Jenkins is seeking to prevent the transaction and is alleging that Karuna’s directors had failed to disclose crucial material information regarding the company’s financial projections and sales processes, according to a case summary from Law.com. The plaintiff also claims that the defendants have conflicts of interests.
The lawsuit, which was filed Tuesday with the U.S. District Court for Delaware, names eight other defendants in addition to Meury: Christopher Coughlin, James Healy, Jeffrey Jonas, Laurie Olson, Atul Pande, Steven Paul, Denice Torres and David Wheadon. All sit on Karuna’s board of directors.
BMS first moved to buy Karuna in December 2023, paying $330 apiece for all of the biotech’s outstanding shares for a total deal value of approximately $14 billion. In exchange, BMS gains ownership of Karuna’s highly anticipated muscarinic antipsychotic candidate KarXT, which is being developed for schizophrenia and psychosis in Alzheimer’s disease patients.

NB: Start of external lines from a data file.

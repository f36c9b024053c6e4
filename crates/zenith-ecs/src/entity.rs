//! Entity identity, allocation, and the per-entity component container.
//!
//! An [`EntityId`] is a generational handle: the index names a slot in the
//! allocator and the generation is bumped every time that slot is recycled,
//! so handles held across a despawn become stale and fail [`EntityAllocator::is_alive`].
//!
//! An [`Entity`] pairs an id with its [`ComponentStore`] and a liveness flag.
//! The flag is only a *mark*: entities flagged dead stay in the live
//! collection until the orchestrator's frame boundary.

use serde::{Deserialize, Serialize};
use std::collections::VecDeque;
use std::fmt;

use crate::component::{ComponentKind, ComponentStore};
use crate::EcsError;

// ---------------------------------------------------------------------------
// EntityId
// ---------------------------------------------------------------------------

/// A generational entity identifier.
#[derive(Clone, Copy, PartialEq, Eq, Hash, PartialOrd, Ord, Serialize, Deserialize)]
pub struct EntityId {
    /// Slot index in the allocator.
    pub index: u32,
    /// Generation of the slot at allocation time.
    pub generation: u32,
}

impl EntityId {
    /// Construct an `EntityId` from an index and generation.
    #[inline]
    pub fn new(index: u32, generation: u32) -> Self {
        Self { index, generation }
    }
}

impl fmt::Debug for EntityId {
    fn fmt(&self, f: &mut fmt::Formatter<'_>) -> fmt::Result {
        write!(f, "EntityId({}v{})", self.index, self.generation)
    }
}

impl fmt::Display for EntityId {
    fn fmt(&self, f: &mut fmt::Formatter<'_>) -> fmt::Result {
        write!(f, "{}v{}", self.index, self.generation)
    }
}

// ---------------------------------------------------------------------------
// EntityAllocator
// ---------------------------------------------------------------------------

/// Allocates and recycles [`EntityId`]s with generational tracking.
///
/// Free indices are kept in a FIFO queue so that generations are spread out
/// over time rather than concentrated on a hot index.
#[derive(Debug, Default)]
pub struct EntityAllocator {
    /// Current generation for each index slot.
    generations: Vec<u32>,
    /// Whether the slot is currently alive.
    alive: Vec<bool>,
    /// Free-list of recyclable indices.
    free_indices: VecDeque<u32>,
}

impl EntityAllocator {
    /// Create a new, empty allocator.
    pub fn new() -> Self {
        Self::default()
    }

    /// Allocate a fresh [`EntityId`], reusing a recycled index when one is
    /// available.
    pub fn allocate(&mut self) -> EntityId {
        if let Some(index) = self.free_indices.pop_front() {
            // The generation was already bumped on deallocate.
            self.alive[index as usize] = true;
            EntityId::new(index, self.generations[index as usize])
        } else {
            let index = self.generations.len() as u32;
            self.generations.push(0);
            self.alive.push(true);
            EntityId::new(index, 0)
        }
    }

    /// Deallocate an entity, bumping the slot generation so outstanding
    /// handles become stale.
    ///
    /// Returns `false` if the id was already dead or stale.
    pub fn deallocate(&mut self, id: EntityId) -> bool {
        let idx = id.index as usize;
        if idx >= self.generations.len()
            || self.generations[idx] != id.generation
            || !self.alive[idx]
        {
            return false;
        }
        self.alive[idx] = false;
        self.generations[idx] = self.generations[idx].wrapping_add(1);
        self.free_indices.push_back(id.index);
        true
    }

    /// Whether `id` refers to a currently allocated entity whose generation
    /// matches the slot.
    pub fn is_alive(&self, id: EntityId) -> bool {
        let idx = id.index as usize;
        idx < self.generations.len() && self.alive[idx] && self.generations[idx] == id.generation
    }

    /// Number of currently allocated entities.
    pub fn alive_count(&self) -> usize {
        self.alive.iter().filter(|&&a| a).count()
    }
}

// ---------------------------------------------------------------------------
// Entity
// ---------------------------------------------------------------------------

/// An identity plus its component store and a liveness mark.
///
/// Entities compare by identity, never by component values. Marking an entity
/// dead does not remove it; the orchestrator drops dead entities at the end
/// of the frame so no stage observes a mid-frame disappearance.
#[derive(Debug)]
pub struct Entity {
    id: EntityId,
    store: ComponentStore,
    dead: bool,
}

impl Entity {
    /// Wrap an allocated id and a component store.
    pub fn new(id: EntityId, store: ComponentStore) -> Self {
        Self {
            id,
            store,
            dead: false,
        }
    }

    /// The entity's identifier.
    #[inline]
    pub fn id(&self) -> EntityId {
        self.id
    }

    /// Read access to the component store.
    #[inline]
    pub fn store(&self) -> &ComponentStore {
        &self.store
    }

    /// Mutable access to the component store.
    #[inline]
    pub fn store_mut(&mut self) -> &mut ComponentStore {
        &mut self.store
    }

    /// Whether this entity has been marked for removal.
    #[inline]
    pub fn is_dead(&self) -> bool {
        self.dead
    }

    /// Mark or unmark this entity for removal at the frame boundary.
    #[inline]
    pub fn set_dead(&mut self, dead: bool) {
        self.dead = dead;
    }

    /// Whether the store holds a component of type `T`.
    pub fn has<T: 'static>(&self) -> bool {
        self.store.contains(ComponentKind::of::<T>())
    }

    /// The component of type `T`, or `None` when absent.
    pub fn get<T: 'static>(&self) -> Option<&T> {
        self.store.get::<T>()
    }

    /// Mutable component of type `T`, or `None` when absent.
    pub fn get_mut<T: 'static>(&mut self) -> Option<&mut T> {
        self.store.get_mut::<T>()
    }

    /// Insert a component, overwriting and returning any previous instance.
    pub fn put<T: 'static>(&mut self, component: T) -> Option<T> {
        self.store.put(component)
    }

    /// Remove and return the component of type `T`.
    pub fn take<T: 'static>(&mut self) -> Option<T> {
        self.store.take::<T>()
    }

    /// The component of type `T`, as a typed failure when absent.
    ///
    /// Use this where presence is an invariant (a stage's required kinds, a
    /// reaction that only fires for matching fixtures). For a plain presence
    /// probe use [`get`](Self::get) or [`has`](Self::has).
    pub fn component<T: 'static>(&self) -> Result<&T, EcsError> {
        self.store.get::<T>().ok_or(EcsError::MissingComponent {
            entity: self.id,
            component: ComponentKind::of::<T>().name(),
        })
    }

    /// Mutable counterpart of [`component`](Self::component).
    pub fn component_mut<T: 'static>(&mut self) -> Result<&mut T, EcsError> {
        let id = self.id;
        self.store
            .get_mut::<T>()
            .ok_or(EcsError::MissingComponent {
                entity: id,
                component: ComponentKind::of::<T>().name(),
            })
    }
}

// ---------------------------------------------------------------------------
// Tests
// ---------------------------------------------------------------------------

KarXT has a target action date in September 2024 and is expected to launch in the U.S. this year, with a potential market of approximately 1.6 million patients with schizophrenia, many of whom suffer from harsh side effects of existing treatments or respond poorly.
At the time of the merger’s announcement, Karuna’s board of directors unanimously approved the merger with the companies anticipating the deal closing in the first half of 2024, pending anti-trust clearance and other customary conditions—including shareholder approval.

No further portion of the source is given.